Return only those lines of the records below in which "RouteCache" appears.

[Opening Source data section]

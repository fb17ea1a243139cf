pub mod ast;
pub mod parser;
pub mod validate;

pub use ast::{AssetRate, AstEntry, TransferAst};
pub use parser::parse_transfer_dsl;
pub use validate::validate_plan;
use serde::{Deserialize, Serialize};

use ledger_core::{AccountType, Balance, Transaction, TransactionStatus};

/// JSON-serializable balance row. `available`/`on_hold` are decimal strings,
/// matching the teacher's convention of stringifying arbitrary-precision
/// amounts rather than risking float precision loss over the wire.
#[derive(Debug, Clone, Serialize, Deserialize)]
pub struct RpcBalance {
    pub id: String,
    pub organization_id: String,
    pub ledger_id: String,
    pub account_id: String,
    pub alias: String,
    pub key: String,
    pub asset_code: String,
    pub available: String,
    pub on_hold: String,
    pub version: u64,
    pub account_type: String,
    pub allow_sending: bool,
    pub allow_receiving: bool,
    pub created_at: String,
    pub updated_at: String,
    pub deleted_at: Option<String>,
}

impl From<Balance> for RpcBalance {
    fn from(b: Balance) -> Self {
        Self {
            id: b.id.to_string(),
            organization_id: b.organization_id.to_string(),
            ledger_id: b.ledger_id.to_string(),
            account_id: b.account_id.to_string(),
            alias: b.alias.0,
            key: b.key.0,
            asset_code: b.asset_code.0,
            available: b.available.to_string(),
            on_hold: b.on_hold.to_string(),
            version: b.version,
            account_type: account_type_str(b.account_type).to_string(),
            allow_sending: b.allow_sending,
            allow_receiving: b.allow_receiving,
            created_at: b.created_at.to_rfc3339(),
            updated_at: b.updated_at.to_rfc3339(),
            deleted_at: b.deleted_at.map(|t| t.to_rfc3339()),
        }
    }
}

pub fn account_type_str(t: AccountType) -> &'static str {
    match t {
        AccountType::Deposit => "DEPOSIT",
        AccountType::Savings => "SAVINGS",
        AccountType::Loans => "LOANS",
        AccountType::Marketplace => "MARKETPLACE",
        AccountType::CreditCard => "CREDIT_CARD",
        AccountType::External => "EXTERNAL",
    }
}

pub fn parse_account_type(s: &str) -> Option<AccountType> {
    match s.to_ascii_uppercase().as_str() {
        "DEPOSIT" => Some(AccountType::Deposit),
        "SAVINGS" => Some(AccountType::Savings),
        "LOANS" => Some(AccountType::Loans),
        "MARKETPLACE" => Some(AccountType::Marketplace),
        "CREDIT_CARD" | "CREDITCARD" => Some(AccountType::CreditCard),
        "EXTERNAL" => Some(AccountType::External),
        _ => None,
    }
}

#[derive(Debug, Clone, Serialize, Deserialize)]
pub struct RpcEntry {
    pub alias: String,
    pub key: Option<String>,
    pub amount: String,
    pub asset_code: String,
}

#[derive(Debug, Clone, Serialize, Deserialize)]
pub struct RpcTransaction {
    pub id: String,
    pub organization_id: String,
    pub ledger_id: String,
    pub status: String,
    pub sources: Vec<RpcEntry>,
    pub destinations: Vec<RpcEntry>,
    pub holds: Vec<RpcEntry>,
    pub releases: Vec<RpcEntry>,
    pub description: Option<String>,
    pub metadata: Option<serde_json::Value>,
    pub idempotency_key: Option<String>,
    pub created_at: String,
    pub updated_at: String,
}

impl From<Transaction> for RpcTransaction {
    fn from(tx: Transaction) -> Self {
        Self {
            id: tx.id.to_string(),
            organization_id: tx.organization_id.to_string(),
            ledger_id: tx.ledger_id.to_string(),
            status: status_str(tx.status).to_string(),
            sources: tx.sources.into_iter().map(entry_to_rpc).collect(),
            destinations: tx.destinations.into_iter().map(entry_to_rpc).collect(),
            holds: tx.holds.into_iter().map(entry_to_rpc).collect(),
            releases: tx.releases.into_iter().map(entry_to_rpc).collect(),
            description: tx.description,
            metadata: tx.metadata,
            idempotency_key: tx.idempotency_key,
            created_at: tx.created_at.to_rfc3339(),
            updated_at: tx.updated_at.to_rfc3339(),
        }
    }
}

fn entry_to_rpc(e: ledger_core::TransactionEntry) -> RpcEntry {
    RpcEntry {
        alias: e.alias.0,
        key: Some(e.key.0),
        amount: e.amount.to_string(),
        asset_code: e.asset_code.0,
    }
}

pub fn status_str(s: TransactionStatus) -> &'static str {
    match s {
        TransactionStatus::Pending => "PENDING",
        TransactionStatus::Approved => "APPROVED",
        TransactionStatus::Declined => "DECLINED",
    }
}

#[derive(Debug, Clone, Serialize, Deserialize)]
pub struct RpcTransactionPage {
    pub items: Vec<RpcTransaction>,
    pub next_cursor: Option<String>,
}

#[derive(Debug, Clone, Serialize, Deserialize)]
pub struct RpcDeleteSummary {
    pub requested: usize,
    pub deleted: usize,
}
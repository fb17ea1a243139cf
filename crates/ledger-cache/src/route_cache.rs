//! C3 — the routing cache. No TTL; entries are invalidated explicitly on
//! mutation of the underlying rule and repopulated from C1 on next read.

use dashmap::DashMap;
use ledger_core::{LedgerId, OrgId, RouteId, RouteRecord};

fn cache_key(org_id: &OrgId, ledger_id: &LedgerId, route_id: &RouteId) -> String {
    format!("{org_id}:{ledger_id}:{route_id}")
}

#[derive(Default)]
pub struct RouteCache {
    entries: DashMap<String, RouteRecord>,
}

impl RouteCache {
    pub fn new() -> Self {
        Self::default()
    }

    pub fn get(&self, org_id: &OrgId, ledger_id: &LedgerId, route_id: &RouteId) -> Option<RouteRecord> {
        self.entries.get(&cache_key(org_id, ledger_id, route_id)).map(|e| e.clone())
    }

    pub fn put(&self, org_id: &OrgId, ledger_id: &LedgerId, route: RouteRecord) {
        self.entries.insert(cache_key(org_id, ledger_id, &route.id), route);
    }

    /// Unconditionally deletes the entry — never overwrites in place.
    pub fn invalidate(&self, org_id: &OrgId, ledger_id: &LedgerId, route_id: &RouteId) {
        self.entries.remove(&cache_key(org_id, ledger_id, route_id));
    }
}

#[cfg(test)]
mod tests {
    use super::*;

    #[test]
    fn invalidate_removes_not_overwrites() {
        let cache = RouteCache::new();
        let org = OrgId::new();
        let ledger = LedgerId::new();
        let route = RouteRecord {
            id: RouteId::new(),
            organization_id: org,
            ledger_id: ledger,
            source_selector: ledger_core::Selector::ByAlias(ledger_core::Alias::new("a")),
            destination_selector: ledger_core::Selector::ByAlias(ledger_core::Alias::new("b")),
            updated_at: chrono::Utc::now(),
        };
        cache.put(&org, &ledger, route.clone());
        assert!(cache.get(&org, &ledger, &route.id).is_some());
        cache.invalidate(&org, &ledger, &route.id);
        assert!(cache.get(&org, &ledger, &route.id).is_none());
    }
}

[Closing Source data section]

> Exercise solution
pub struct RouteCache {
impl RouteCache {
        let cache = RouteCache::new();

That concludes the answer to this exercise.